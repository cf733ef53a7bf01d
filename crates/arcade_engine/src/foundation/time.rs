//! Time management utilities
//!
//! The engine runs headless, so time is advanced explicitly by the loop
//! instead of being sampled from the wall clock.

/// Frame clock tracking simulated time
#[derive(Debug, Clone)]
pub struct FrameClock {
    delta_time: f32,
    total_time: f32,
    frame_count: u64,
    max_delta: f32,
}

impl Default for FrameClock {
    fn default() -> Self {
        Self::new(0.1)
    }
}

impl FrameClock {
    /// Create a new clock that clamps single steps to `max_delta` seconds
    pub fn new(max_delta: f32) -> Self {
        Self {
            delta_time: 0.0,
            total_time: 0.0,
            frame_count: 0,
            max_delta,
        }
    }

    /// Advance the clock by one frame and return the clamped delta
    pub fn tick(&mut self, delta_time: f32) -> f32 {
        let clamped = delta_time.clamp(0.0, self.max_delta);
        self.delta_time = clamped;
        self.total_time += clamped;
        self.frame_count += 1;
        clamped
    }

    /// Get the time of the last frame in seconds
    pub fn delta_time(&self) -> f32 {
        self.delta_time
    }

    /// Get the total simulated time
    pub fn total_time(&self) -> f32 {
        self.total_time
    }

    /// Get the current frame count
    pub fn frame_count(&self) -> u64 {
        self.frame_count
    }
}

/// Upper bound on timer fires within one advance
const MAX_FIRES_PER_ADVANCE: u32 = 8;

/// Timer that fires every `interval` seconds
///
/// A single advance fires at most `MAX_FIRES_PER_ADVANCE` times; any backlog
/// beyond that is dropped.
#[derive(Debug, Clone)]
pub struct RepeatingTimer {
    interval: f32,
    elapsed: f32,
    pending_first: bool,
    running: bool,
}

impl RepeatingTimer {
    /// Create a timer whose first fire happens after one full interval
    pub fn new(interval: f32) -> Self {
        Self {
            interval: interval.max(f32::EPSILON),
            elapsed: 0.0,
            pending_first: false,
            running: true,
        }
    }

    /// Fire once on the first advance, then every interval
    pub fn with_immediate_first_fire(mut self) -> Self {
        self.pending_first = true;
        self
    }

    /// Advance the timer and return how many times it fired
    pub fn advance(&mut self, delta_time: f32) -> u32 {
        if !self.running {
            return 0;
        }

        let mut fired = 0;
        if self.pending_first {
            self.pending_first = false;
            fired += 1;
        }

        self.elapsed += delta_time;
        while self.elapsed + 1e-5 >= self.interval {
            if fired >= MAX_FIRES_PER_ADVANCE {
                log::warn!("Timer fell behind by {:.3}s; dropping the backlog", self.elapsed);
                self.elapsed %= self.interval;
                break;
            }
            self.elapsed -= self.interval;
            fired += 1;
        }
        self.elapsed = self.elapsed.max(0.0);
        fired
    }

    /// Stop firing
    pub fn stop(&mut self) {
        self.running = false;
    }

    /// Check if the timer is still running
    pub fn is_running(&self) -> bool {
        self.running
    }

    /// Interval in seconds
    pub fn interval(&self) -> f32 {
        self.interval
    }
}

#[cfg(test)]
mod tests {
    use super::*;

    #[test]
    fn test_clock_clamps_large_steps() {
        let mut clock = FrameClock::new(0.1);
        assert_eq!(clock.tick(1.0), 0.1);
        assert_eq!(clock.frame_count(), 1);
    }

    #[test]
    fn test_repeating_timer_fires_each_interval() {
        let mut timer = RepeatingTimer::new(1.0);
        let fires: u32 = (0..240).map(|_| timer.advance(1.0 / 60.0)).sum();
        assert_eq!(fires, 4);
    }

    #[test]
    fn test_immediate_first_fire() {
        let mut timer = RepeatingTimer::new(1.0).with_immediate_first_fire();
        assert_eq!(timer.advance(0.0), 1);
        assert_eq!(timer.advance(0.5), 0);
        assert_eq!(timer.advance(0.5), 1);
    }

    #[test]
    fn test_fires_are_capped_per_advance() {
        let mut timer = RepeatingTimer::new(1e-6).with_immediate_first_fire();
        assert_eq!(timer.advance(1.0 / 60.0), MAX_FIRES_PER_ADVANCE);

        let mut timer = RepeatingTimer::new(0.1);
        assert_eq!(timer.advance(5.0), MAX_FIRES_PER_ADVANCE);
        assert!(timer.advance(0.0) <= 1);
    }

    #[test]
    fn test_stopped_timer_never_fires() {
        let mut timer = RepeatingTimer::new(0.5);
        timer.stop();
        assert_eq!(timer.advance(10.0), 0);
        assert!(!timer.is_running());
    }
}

Problem description >> Gather every line from the entries above where the word "seconds" appears, and copy them.

Exercise output >>
    /// Create a new clock that clamps single steps to `max_delta` seconds
    /// Get the time of the last frame in seconds
/// Timer that fires every `interval` seconds
    /// Interval in seconds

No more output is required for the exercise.